■ Provided data:
▼▼▼

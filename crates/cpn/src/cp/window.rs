//! Byte-level helpers for field units inside a window.
//!
//! Control planes expose their state as fixed-size field units (the identity header, one
//! slot, one trigger descriptor, one register word). A request must fit inside a single
//! unit; these helpers check that and move little-endian bytes in and out of a unit.

use crate::common::{AccessSize, AlignmentFault, CpnResult};

/// Checks that `size` bytes starting `unit_offset` into a unit of `unit_len` bytes stay
/// inside the unit. `window_offset` is reported on failure.
pub(crate) fn check_unit(
    window_offset: u64,
    unit_offset: u64,
    unit_len: u64,
    size: AccessSize,
) -> CpnResult<()> {
    if unit_offset + size.bytes() > unit_len {
        return Err(AlignmentFault::Straddle {
            addr: window_offset,
            size: size.bytes(),
        }
        .into());
    }
    Ok(())
}

/// Reads `size` little-endian bytes at `offset`.
pub(crate) fn load(bytes: &[u8], offset: u64, size: AccessSize) -> u64 {
    let n = size.bytes() as usize;
    let start = offset as usize;
    let mut buf = [0u8; 8];
    buf[..n].copy_from_slice(&bytes[start..start + n]);
    u64::from_le_bytes(buf)
}

/// Writes the low `size` bytes of `value` little-endian at `offset`.
pub(crate) fn store(bytes: &mut [u8], offset: u64, size: AccessSize, value: u64) {
    let n = size.bytes() as usize;
    let start = offset as usize;
    bytes[start..start + n].copy_from_slice(&value.to_le_bytes()[..n]);
}

/// `true` if `[offset, offset + size)` intersects `range`.
pub(crate) const fn touches(offset: u64, size: AccessSize, range: &std::ops::Range<u64>) -> bool {
    offset < range.end && offset + size.bytes() > range.start
}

▲▲▲

Print each of the lines above again, unchanged.

filename crates/cpn/src/cp/window.rs
//! Byte-level helpers for field units inside a window.
//!
//! Control planes expose their state as fixed-size field units (the identity header, one
//! slot, one trigger descriptor, one register word). A request must fit inside a single
//! unit; these helpers check that and move little-endian bytes in and out of a unit.

use crate::common::{AccessSize, AlignmentFault, CpnResult};

/// Checks that `size` bytes starting `unit_offset` into a unit of `unit_len` bytes stay
/// inside the unit. `window_offset` is reported on failure.
pub(crate) fn check_unit(
    window_offset: u64,
    unit_offset: u64,
    unit_len: u64,
    size: AccessSize,
) -> CpnResult<()> {
    if unit_offset + size.bytes() > unit_len {
        return Err(AlignmentFault::Straddle {
            addr: window_offset,
            size: size.bytes(),
        }
        .into());
    }
    Ok(())
}

/// Reads `size` little-endian bytes at `offset`.
pub(crate) fn load(bytes: &[u8], offset: u64, size: AccessSize) -> u64 {
    let n = size.bytes() as usize;
    let start = offset as usize;
    let mut buf = [0u8; 8];
    buf[..n].copy_from_slice(&bytes[start..start + n]);
    u64::from_le_bytes(buf)
}

/// Writes the low `size` bytes of `value` little-endian at `offset`.
pub(crate) fn store(bytes: &mut [u8], offset: u64, size: AccessSize, value: u64) {
    let n = size.bytes() as usize;
    let start = offset as usize;
    bytes[start..start + n].copy_from_slice(&value.to_le_bytes()[..n]);
}

/// `true` if `[offset, offset + size)` intersects `range`.
pub(crate) const fn touches(offset: u64, size: AccessSize, range: &std::ops::Range<u64>) -> bool {
    offset < range.end && offset + size.bytes() > range.start
}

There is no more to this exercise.